======== Data for the task

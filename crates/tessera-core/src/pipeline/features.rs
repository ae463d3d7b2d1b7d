//! Perceptual descriptors: average colour, palette and luminance grid.
//!
//! All three are pure functions of the decoded pixels. They are computed
//! once at ingestion (or by the explicit recompute pass) and stored.

use image::imageops::{self, FilterType};
use image::{DynamicImage, GenericImageView, RgbImage};

use crate::config::FeaturesConfig;
use crate::types::{Features, Rgb};

/// Longest edge of the raster sampled for palette quantization.
const PALETTE_SAMPLE_EDGE: u32 = 128;

/// Derives [`Features`] from decoded images.
pub struct FeatureExtractor {
    config: FeaturesConfig,
}

impl FeatureExtractor {
    pub fn new(config: FeaturesConfig) -> Self {
        Self { config }
    }

    /// Derive all descriptors from the same source pixels.
    pub fn extract(&self, image: &DynamicImage) -> Features {
        let rgb = image.to_rgb8();
        Features {
            average_color: average_color(&rgb),
            palette: palette(image, self.config.palette_size),
            luminance: luminance_grid(&rgb, self.config.grid_size),
        }
    }
}

/// Per-channel mean over every pixel, rounded to the nearest integer.
pub fn average_color(rgb: &RgbImage) -> Rgb {
    let count = u64::from(rgb.width()) * u64::from(rgb.height());
    if count == 0 {
        return Rgb::new(0, 0, 0);
    }
    let mut sums = [0u64; 3];
    for pixel in rgb.pixels() {
        for (sum, channel) in sums.iter_mut().zip(pixel.0) {
            *sum += u64::from(channel);
        }
    }
    Rgb(sums.map(|s| rounded_mean(s, count)))
}

/// Integer mean with halves rounded up.
fn rounded_mean(sum: u64, count: u64) -> u8 {
    ((sum * 2 + count) / (count * 2)).min(255) as u8
}

/// Resize to `grid_size × grid_size` ignoring aspect ratio and take
/// `round((R+G+B)/3)` per cell, flattened in raster order.
pub fn luminance_grid(rgb: &RgbImage, grid_size: u32) -> Vec<u8> {
    if rgb.width() == 0 || rgb.height() == 0 {
        return vec![0; (grid_size * grid_size) as usize];
    }
    let cells = imageops::resize(rgb, grid_size, grid_size, FilterType::Triangle);
    cells
        .pixels()
        .map(|p| rounded_mean(p.0.iter().map(|&c| u64::from(c)).sum(), 3))
        .collect()
}

/// `k` representative colours by median-cut quantization.
///
/// Colours are ordered by how many pixels they represent. When the image
/// has fewer than `k` distinct colours the found colours are repeated in
/// order until the palette is full.
pub fn palette(image: &DynamicImage, k: usize) -> Vec<Rgb> {
    if k == 0 {
        return Vec::new();
    }

    let (width, height) = image.dimensions();
    let sample = if width > PALETTE_SAMPLE_EDGE || height > PALETTE_SAMPLE_EDGE {
        image
            .resize(PALETTE_SAMPLE_EDGE, PALETTE_SAMPLE_EDGE, FilterType::Nearest)
            .to_rgb8()
    } else {
        image.to_rgb8()
    };
    let pixels: Vec<[u8; 3]> = sample.pixels().map(|p| p.0).collect();
    if pixels.is_empty() {
        return vec![Rgb::new(0, 0, 0); k];
    }

    let mut boxes = vec![ColorBox::new(pixels)];
    while boxes.len() < k {
        let Some(index) = widest_splittable(&boxes) else {
            break;
        };
        let target = boxes.swap_remove(index);
        let (low, high) = target.split();
        boxes.push(low);
        boxes.push(high);
    }

    boxes.sort_by(|a, b| {
        b.pixels
            .len()
            .cmp(&a.pixels.len())
            .then_with(|| a.mean().0.cmp(&b.mean().0))
    });

    let mut found: Vec<Rgb> = Vec::with_capacity(k);
    for color in boxes.iter().map(ColorBox::mean) {
        if !found.contains(&color) {
            found.push(color);
        }
    }

    found.iter().copied().cycle().take(k).collect()
}

/// Index of the box with the widest channel range, if any box can be split.
fn widest_splittable(boxes: &[ColorBox]) -> Option<usize> {
    boxes
        .iter()
        .enumerate()
        .filter(|(_, b)| b.widest_channel().1 > 0)
        .max_by(|(ia, a), (ib, b)| {
            a.widest_channel()
                .1
                .cmp(&b.widest_channel().1)
                .then_with(|| a.pixels.len().cmp(&b.pixels.len()))
                .then_with(|| ib.cmp(ia))
        })
        .map(|(i, _)| i)
}

struct ColorBox {
    pixels: Vec<[u8; 3]>,
}

impl ColorBox {
    fn new(pixels: Vec<[u8; 3]>) -> Self {
        Self { pixels }
    }

    /// Channel with the largest value range, and that range.
    fn widest_channel(&self) -> (usize, u8) {
        let mut min = [u8::MAX; 3];
        let mut max = [u8::MIN; 3];
        for p in &self.pixels {
            for c in 0..3 {
                min[c] = min[c].min(p[c]);
                max[c] = max[c].max(p[c]);
            }
        }
        (0..3)
            .map(|c| (c, max[c].saturating_sub(min[c])))
            .fold((0, 0), |best, cur| if cur.1 > best.1 { cur } else { best })
    }

    /// Split along the widest channel at the value boundary nearest the
    /// median, so equal colours never straddle two boxes. Requires a
    /// non-zero range.
    fn split(mut self) -> (ColorBox, ColorBox) {
        let (channel, _) = self.widest_channel();
        self.pixels.sort_by_key(|p| p[channel]);
        let median = self.pixels[self.pixels.len() / 2][channel];
        let mut at = self.pixels.partition_point(|p| p[channel] < median);
        if at == 0 {
            at = self.pixels.partition_point(|p| p[channel] <= median);
        }
        let high = self.pixels.split_off(at);
        (ColorBox::new(self.pixels), ColorBox::new(high))
    }

    fn mean(&self) -> Rgb {
        let count = self.pixels.len() as u64;
        let mut sums = [0u64; 3];
        for p in &self.pixels {
            for c in 0..3 {
                sums[c] += u64::from(p[c]);
            }
        }
        Rgb(sums.map(|s| rounded_mean(s, count.max(1))))
    }
}

#[cfg(test)]
mod tests {
    use super::*;
    use image::Rgb as Pixel;

    fn solid(width: u32, height: u32, color: [u8; 3]) -> DynamicImage {
        DynamicImage::ImageRgb8(RgbImage::from_pixel(width, height, Pixel(color)))
    }

    fn extractor() -> FeatureExtractor {
        FeatureExtractor::new(FeaturesConfig::default())
    }

    #[test]
    fn test_uniform_image_features() {
        let features = extractor().extract(&solid(800, 600, [10, 10, 10]));
        assert_eq!(features.average_color, Rgb::new(10, 10, 10));
        assert_eq!(features.luminance.len(), 256);
        assert!(features.luminance.iter().all(|&l| l == 10));
        assert_eq!(features.palette, vec![Rgb::new(10, 10, 10); 5]);
    }

    #[test]
    fn test_average_color_rounds() {
        let mut img = RgbImage::from_pixel(2, 1, Pixel([0, 0, 0]));
        img.put_pixel(1, 0, Pixel([1, 2, 3]));
        // Means are 0.5, 1.0, 1.5.
        assert_eq!(average_color(&img), Rgb::new(1, 1, 2));
    }

    #[test]
    fn test_luminance_grid_is_positional() {
        // Left half black, right half white: every row reads dark then bright.
        let mut img = RgbImage::from_pixel(64, 32, Pixel([0, 0, 0]));
        for y in 0..32 {
            for x in 32..64 {
                img.put_pixel(x, y, Pixel([255, 255, 255]));
            }
        }
        let grid = luminance_grid(&img, 4);
        assert_eq!(grid.len(), 16);
        for row in grid.chunks(4) {
            // The filter may blend the two middle cells across the edge,
            // but the outer cells stay pure and the order never flips.
            assert!(row[0] < 16, "{row:?}");
            assert!(row[3] > 239, "{row:?}");
            assert!(row[0] <= row[1] && row[1] < row[2] && row[2] <= row[3], "{row:?}");
        }
        assert!(grid.chunks(4).all(|row| row == &grid[..4]));
    }

    #[test]
    fn test_luminance_is_channel_mean() {
        let img = RgbImage::from_pixel(8, 8, Pixel([30, 60, 91]));
        // (30 + 60 + 91) / 3 = 60.33
        assert!(luminance_grid(&img, 2).iter().all(|&l| l == 60));
    }

    #[test]
    fn test_luminance_grid_tiny_source() {
        let img = RgbImage::from_pixel(1, 1, Pixel([90, 90, 90]));
        let grid = luminance_grid(&img, 16);
        assert_eq!(grid.len(), 256);
        assert!(grid.iter().all(|&l| l == 90));
    }

    #[test]
    fn test_grid_ignores_aspect_ratio() {
        let wide = extractor().extract(&solid(1000, 100, [40, 40, 40]));
        let tall = extractor().extract(&solid(100, 1000, [40, 40, 40]));
        assert_eq!(wide.luminance, tall.luminance);
    }

    #[test]
    fn test_palette_pads_by_cycling() {
        let mut img = RgbImage::from_pixel(10, 10, Pixel([255, 0, 0]));
        for x in 0..4 {
            for y in 0..10 {
                img.put_pixel(x, y, Pixel([0, 0, 255]));
            }
        }
        let colors = palette(&DynamicImage::ImageRgb8(img), 5);
        assert_eq!(colors.len(), 5);
        // Red covers more pixels, so it comes first.
        assert_eq!(colors[0], Rgb::new(255, 0, 0));
        assert_eq!(colors[1], Rgb::new(0, 0, 255));
        assert_eq!(colors[2], colors[0]);
        assert_eq!(colors[3], colors[1]);
        assert_eq!(colors[4], colors[0]);
    }

    #[test]
    fn test_palette_finds_distinct_colors() {
        let mut img = RgbImage::new(40, 10);
        let bands = [[255, 0, 0], [0, 255, 0], [0, 0, 255], [250, 250, 250]];
        for (i, color) in bands.iter().enumerate() {
            for x in (i as u32 * 10)..(i as u32 * 10 + 10) {
                for y in 0..10 {
                    img.put_pixel(x, y, Pixel(*color));
                }
            }
        }
        let colors = palette(&DynamicImage::ImageRgb8(img), 4);
        for color in bands {
            assert!(colors.contains(&Rgb(color)), "missing {color:?} in {colors:?}");
        }
    }

    #[test]
    fn test_extraction_is_deterministic() {
        let mut img = RgbImage::new(97, 61);
        for (x, y, p) in img.enumerate_pixels_mut() {
            *p = Pixel([(x * 7 % 256) as u8, (y * 11 % 256) as u8, ((x + y) % 256) as u8]);
        }
        let img = DynamicImage::ImageRgb8(img);
        assert_eq!(extractor().extract(&img), extractor().extract(&img));
    }
}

================

* [Instructions for the task]
Up to and including the line that contains "pub fn average_color(rgb: &RgbImage)", restate word for word every line of the entries, starting from the first.

* [Problem solution]
filename crates/tessera-core/src/pipeline/features.rs
repository ae463d3d7b2d1b7d
//! Perceptual descriptors: average colour, palette and luminance grid.
//!
//! All three are pure functions of the decoded pixels. They are computed
//! once at ingestion (or by the explicit recompute pass) and stored.

use image::imageops::{self, FilterType};
use image::{DynamicImage, GenericImageView, RgbImage};

use crate::config::FeaturesConfig;
use crate::types::{Features, Rgb};

/// Longest edge of the raster sampled for palette quantization.
const PALETTE_SAMPLE_EDGE: u32 = 128;

/// Derives [`Features`] from decoded images.
pub struct FeatureExtractor {
    config: FeaturesConfig,
}

impl FeatureExtractor {
    pub fn new(config: FeaturesConfig) -> Self {
        Self { config }
    }

    /// Derive all descriptors from the same source pixels.
    pub fn extract(&self, image: &DynamicImage) -> Features {
        let rgb = image.to_rgb8();
        Features {
            average_color: average_color(&rgb),
            palette: palette(image, self.config.palette_size),
            luminance: luminance_grid(&rgb, self.config.grid_size),
        }
    }
}

/// Per-channel mean over every pixel, rounded to the nearest integer.
pub fn average_color(rgb: &RgbImage) -> Rgb {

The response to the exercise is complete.